▶ _Task instructions_
Where does the string "usize" appear in the records? Copy each line that holds it.

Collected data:
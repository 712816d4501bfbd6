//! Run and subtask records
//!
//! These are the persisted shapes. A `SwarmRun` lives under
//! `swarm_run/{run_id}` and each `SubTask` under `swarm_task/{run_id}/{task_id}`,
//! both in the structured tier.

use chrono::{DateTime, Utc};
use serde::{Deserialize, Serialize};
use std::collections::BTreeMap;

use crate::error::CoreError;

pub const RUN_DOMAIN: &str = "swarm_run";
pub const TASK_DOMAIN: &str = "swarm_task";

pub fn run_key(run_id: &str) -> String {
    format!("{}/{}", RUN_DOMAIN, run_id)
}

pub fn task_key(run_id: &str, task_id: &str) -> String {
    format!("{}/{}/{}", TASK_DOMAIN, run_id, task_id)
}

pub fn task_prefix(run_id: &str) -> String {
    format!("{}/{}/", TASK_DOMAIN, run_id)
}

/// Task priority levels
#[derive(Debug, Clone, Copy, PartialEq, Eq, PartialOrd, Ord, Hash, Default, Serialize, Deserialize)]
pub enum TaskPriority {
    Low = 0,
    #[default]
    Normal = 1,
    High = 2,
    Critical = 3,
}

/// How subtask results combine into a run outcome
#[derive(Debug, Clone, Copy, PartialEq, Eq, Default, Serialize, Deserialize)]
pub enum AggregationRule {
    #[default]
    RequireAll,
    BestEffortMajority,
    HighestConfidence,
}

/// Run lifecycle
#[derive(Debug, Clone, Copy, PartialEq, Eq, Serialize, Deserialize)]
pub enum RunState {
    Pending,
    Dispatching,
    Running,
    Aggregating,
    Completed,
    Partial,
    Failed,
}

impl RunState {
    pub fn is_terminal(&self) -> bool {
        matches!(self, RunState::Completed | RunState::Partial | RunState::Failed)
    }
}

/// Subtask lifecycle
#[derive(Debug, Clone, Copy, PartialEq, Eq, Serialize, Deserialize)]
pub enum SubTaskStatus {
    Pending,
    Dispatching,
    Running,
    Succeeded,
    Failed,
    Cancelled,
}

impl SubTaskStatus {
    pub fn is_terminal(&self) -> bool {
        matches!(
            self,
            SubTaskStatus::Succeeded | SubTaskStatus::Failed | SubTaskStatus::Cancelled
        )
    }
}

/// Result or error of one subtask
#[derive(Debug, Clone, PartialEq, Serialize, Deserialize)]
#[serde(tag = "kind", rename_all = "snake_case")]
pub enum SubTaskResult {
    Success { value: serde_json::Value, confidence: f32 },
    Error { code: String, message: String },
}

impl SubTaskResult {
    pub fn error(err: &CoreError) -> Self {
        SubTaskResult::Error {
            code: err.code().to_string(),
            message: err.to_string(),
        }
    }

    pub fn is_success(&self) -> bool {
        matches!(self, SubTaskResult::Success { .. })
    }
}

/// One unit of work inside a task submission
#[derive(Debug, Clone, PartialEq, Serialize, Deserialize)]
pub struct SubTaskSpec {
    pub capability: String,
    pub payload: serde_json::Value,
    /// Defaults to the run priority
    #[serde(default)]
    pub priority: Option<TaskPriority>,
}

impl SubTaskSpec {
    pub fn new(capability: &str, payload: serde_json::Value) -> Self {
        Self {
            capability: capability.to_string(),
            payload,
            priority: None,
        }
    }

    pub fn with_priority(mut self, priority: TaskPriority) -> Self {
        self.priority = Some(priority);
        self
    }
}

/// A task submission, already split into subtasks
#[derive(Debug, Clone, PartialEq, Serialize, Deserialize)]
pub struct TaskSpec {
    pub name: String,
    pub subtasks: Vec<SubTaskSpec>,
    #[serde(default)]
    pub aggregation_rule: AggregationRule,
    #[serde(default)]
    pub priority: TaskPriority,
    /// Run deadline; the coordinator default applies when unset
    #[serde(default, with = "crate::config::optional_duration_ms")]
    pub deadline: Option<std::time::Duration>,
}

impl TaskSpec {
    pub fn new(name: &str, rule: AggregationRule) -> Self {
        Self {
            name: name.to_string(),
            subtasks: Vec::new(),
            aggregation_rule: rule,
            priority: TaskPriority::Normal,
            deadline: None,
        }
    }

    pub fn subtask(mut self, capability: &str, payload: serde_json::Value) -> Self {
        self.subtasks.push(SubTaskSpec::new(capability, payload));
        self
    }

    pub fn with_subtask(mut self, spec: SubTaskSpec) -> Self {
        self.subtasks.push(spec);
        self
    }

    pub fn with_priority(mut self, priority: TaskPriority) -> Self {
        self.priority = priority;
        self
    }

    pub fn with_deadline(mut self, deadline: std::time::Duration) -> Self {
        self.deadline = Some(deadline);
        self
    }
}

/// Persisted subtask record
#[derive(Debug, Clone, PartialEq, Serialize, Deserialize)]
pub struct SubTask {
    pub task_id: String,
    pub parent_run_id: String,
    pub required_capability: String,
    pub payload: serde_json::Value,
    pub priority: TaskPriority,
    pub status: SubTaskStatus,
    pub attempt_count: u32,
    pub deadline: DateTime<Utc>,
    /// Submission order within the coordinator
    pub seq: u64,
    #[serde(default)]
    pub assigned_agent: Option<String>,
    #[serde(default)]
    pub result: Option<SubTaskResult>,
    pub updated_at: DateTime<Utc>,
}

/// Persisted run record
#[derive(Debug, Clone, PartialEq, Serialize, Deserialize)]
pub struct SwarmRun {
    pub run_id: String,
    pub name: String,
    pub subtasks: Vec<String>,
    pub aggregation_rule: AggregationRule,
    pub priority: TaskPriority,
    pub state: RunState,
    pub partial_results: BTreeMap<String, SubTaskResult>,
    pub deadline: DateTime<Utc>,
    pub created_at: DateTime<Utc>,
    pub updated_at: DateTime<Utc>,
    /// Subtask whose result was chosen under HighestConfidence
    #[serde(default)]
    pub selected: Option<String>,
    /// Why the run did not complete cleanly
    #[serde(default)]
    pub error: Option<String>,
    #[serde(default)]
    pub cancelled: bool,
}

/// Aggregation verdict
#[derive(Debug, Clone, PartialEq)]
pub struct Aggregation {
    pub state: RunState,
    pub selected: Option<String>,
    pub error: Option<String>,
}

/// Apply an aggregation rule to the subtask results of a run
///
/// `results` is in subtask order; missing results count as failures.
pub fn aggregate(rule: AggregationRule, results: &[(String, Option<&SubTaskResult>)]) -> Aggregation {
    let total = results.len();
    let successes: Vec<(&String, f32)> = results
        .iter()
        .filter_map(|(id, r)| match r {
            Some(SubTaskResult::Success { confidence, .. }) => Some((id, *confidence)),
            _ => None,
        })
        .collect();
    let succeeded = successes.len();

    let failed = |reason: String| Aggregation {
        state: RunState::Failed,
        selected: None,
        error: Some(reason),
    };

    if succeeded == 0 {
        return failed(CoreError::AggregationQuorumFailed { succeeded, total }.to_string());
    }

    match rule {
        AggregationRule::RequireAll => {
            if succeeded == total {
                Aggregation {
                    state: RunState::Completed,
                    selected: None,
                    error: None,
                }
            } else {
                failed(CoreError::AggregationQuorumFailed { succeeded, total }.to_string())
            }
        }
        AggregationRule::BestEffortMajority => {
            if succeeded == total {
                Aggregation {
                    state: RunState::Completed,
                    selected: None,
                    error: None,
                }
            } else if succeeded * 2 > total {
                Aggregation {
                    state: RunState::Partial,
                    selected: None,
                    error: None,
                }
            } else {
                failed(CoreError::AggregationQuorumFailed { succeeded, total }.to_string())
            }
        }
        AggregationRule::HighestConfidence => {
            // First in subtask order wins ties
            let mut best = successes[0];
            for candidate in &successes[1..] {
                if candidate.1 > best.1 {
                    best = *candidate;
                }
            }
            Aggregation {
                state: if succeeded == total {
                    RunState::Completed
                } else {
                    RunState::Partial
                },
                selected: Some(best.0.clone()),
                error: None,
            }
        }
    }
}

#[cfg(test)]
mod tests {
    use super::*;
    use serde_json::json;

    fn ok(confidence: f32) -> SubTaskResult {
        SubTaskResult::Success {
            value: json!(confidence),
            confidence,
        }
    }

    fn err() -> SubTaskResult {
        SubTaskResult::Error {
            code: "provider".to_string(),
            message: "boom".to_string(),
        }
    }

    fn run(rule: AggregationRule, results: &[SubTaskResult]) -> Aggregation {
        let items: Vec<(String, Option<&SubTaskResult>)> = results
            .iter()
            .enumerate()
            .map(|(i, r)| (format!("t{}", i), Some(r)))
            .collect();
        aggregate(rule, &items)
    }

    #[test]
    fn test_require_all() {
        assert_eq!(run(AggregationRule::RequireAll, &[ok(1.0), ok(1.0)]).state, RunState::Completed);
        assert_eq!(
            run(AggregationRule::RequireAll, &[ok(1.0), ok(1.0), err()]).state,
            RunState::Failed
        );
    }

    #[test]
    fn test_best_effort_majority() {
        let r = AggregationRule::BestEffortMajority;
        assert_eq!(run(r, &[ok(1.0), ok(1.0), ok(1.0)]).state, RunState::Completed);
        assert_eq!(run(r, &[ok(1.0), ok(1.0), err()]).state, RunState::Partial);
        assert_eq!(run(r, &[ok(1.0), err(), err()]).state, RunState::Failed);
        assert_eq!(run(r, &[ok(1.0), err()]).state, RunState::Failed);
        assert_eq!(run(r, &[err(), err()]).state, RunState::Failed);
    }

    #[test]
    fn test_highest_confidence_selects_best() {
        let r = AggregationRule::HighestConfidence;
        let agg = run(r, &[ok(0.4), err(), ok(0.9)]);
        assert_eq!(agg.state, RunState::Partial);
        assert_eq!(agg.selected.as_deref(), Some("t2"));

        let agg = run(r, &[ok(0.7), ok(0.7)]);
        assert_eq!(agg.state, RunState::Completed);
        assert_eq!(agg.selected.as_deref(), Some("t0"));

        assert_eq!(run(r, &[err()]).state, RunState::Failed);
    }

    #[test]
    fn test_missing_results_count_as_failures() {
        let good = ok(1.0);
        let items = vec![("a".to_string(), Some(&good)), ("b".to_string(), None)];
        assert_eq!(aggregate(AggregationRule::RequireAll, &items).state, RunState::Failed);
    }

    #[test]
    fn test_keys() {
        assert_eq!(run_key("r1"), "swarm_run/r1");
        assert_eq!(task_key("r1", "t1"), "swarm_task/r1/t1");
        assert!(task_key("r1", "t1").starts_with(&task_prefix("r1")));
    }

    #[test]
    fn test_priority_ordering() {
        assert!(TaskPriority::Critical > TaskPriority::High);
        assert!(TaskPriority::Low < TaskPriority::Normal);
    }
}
...
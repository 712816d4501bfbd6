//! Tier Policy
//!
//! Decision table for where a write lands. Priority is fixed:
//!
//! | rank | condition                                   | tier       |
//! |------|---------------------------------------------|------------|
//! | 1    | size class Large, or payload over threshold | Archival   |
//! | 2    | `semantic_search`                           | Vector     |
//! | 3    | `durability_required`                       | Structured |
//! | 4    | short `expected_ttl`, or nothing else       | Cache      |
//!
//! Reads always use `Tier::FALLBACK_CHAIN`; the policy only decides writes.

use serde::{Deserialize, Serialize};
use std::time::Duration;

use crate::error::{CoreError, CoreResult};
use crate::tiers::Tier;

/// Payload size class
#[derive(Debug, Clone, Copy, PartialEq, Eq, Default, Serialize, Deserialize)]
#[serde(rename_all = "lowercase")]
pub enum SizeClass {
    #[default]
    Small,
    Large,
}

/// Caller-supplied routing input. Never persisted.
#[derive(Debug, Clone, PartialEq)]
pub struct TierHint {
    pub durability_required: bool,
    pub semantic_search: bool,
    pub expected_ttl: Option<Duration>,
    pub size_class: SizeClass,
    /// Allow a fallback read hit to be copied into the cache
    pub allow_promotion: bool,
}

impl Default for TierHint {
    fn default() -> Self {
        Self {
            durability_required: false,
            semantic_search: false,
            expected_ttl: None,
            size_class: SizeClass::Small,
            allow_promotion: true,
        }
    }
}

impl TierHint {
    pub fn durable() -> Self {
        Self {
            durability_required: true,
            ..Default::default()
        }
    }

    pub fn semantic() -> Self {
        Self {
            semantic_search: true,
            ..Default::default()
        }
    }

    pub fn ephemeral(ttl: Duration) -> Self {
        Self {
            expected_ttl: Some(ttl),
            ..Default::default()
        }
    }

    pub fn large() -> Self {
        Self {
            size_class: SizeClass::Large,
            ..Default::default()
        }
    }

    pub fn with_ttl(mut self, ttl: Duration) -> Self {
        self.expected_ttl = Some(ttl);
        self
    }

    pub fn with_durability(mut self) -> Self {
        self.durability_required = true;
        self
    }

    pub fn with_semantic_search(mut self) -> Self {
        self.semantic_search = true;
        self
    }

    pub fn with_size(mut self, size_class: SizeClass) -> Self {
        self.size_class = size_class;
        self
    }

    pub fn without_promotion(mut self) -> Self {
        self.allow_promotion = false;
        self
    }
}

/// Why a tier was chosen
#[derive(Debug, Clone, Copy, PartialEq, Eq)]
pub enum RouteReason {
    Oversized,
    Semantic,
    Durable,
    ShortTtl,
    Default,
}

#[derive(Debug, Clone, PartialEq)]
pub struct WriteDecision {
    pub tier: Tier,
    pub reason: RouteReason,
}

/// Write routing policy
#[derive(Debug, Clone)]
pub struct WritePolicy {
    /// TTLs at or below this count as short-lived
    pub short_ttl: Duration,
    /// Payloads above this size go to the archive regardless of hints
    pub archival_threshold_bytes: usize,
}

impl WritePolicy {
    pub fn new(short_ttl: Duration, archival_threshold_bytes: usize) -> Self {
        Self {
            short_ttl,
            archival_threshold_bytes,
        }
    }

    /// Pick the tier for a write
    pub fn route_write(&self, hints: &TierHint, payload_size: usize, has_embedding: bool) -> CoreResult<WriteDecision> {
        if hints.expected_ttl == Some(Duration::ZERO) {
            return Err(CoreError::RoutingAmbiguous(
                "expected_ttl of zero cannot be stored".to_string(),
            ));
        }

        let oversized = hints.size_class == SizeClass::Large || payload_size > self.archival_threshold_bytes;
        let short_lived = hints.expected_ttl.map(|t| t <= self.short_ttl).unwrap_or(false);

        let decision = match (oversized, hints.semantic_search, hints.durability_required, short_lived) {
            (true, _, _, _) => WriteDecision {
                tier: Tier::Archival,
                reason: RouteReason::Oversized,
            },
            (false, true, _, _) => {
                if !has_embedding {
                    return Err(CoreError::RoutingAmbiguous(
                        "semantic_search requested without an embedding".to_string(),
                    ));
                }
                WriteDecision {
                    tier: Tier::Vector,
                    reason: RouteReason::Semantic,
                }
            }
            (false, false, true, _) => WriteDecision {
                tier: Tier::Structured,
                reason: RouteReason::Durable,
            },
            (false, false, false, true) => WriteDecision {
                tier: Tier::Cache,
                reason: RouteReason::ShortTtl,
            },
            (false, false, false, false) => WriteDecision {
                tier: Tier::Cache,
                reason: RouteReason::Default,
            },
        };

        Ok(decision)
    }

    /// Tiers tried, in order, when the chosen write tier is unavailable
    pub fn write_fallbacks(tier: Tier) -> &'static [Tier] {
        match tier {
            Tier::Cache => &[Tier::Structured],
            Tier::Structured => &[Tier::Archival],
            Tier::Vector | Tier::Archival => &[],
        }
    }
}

▶ _Final answer_
    pub archival_threshold_bytes: usize,
    pub fn new(short_ttl: Duration, archival_threshold_bytes: usize) -> Self {
    pub fn route_write(&self, hints: &TierHint, payload_size: usize, has_embedding: bool) -> CoreResult<WriteDecision> {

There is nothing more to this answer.